Entries provided START

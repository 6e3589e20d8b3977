//! Background task keeping a storage backend installed.

use std::{future::Future, sync::Arc, time::Duration};

use tokio::time::sleep;
use tracing::{info, warn};

use crate::{
    dao::{room_store::RoomStore, storage::StorageError},
    state::SharedState,
};

const INITIAL_DELAY: Duration = Duration::from_millis(1_000);
const MAX_DELAY: Duration = Duration::from_secs(10);
const HEALTH_POLL_INTERVAL: Duration = Duration::from_secs(5);
const MAX_RECONNECT_ATTEMPTS: u32 = 3;

fn backoff(delay: Duration) -> Duration {
    (delay * 2).min(MAX_DELAY)
}

/// Try to revive an existing connection. Degraded mode is entered after the first failure.
async fn reconnect(state: &SharedState, store: &Arc<dyn RoomStore>) -> bool {
    let mut delay = INITIAL_DELAY;
    for attempt in 0..MAX_RECONNECT_ATTEMPTS {
        match store.try_reconnect().await {
            Ok(()) => {
                info!(attempt, "storage reconnected after failed health check");
                return true;
            }
            Err(err) => {
                warn!(attempt, error = %err, "storage reconnect attempt failed");
                if attempt == 0 {
                    state.update_degraded(true);
                }
                sleep(delay).await;
                delay = backoff(delay);
            }
        }
    }
    false
}

/// Watch an installed store until it cannot be revived.
async fn watch_store(state: &SharedState, store: &Arc<dyn RoomStore>) {
    loop {
        match store.health_check().await {
            Ok(()) => {
                if state.is_degraded() {
                    info!("storage healthy again; leaving degraded mode");
                    state.update_degraded(false);
                }
            }
            Err(err) => {
                warn!(error = %err, "storage health check failed");
                if !reconnect(state, store).await {
                    warn!("exhausted storage reconnect attempts; dropping connection");
                    return;
                }
                state.update_degraded(false);
            }
        }
        sleep(HEALTH_POLL_INTERVAL).await;
    }
}

/// Keep a storage backend installed in the shared state, reconnecting with exponential
/// backoff and toggling degraded mode while it is unavailable.
pub async fn run<F, Fut>(state: SharedState, mut connect: F)
where
    F: FnMut() -> Fut + Send + 'static,
    Fut: Future<Output = Result<Arc<dyn RoomStore>, StorageError>> + Send,
{
    let mut delay = INITIAL_DELAY;

    loop {
        match connect().await {
            Ok(store) => {
                state.set_room_store(store.clone()).await;
                info!("storage connection established; leaving degraded mode");
                delay = INITIAL_DELAY;

                watch_store(&state, &store).await;
                state.clear_room_store().await;
            }
            Err(err) => {
                warn!(error = %err, "storage connection attempt failed");
            }
        }

        sleep(delay).await;
        delay = backoff(delay);
    }
}

#[cfg(test)]
mod tests {
    use super::*;
    use crate::{config::AppConfig, dao::room_store::memory::MemoryRoomStore, state::AppState};

    #[tokio::test]
    async fn installs_store_and_leaves_degraded_mode() {
        let state = AppState::new(AppConfig::default());
        let mut watcher = state.degraded_watcher();

        let handle = tokio::spawn(run(state.clone(), || async {
            Ok(Arc::new(MemoryRoomStore::new()) as Arc<dyn RoomStore>)
        }));

        tokio::time::timeout(Duration::from_secs(2), watcher.changed())
            .await
            .unwrap()
            .unwrap();
        assert!(!state.is_degraded());
        assert!(state.room_store().await.is_some());
        handle.abort();
    }

    #[test]
    fn backoff_is_capped() {
        assert_eq!(backoff(Duration::from_secs(1)), Duration::from_secs(2));
        assert_eq!(backoff(Duration::from_secs(8)), MAX_DELAY);
    }
}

Entries provided END

Reproduce verbatim the stretch of lines beginning with the one containing "async fn installs_store_and_leaves_degraded_mode()" and ending at the close of the entries above.

* _Answer to this problem_
    async fn installs_store_and_leaves_degraded_mode() {
        let state = AppState::new(AppConfig::default());
        let mut watcher = state.degraded_watcher();

        let handle = tokio::spawn(run(state.clone(), || async {
            Ok(Arc::new(MemoryRoomStore::new()) as Arc<dyn RoomStore>)
        }));

        tokio::time::timeout(Duration::from_secs(2), watcher.changed())
            .await
            .unwrap()
            .unwrap();
        assert!(!state.is_degraded());
        assert!(state.room_store().await.is_some());
        handle.abort();
    }

    #[test]
    fn backoff_is_capped() {
        assert_eq!(backoff(Duration::from_secs(1)), Duration::from_secs(2));
        assert_eq!(backoff(Duration::from_secs(8)), MAX_DELAY);
    }
}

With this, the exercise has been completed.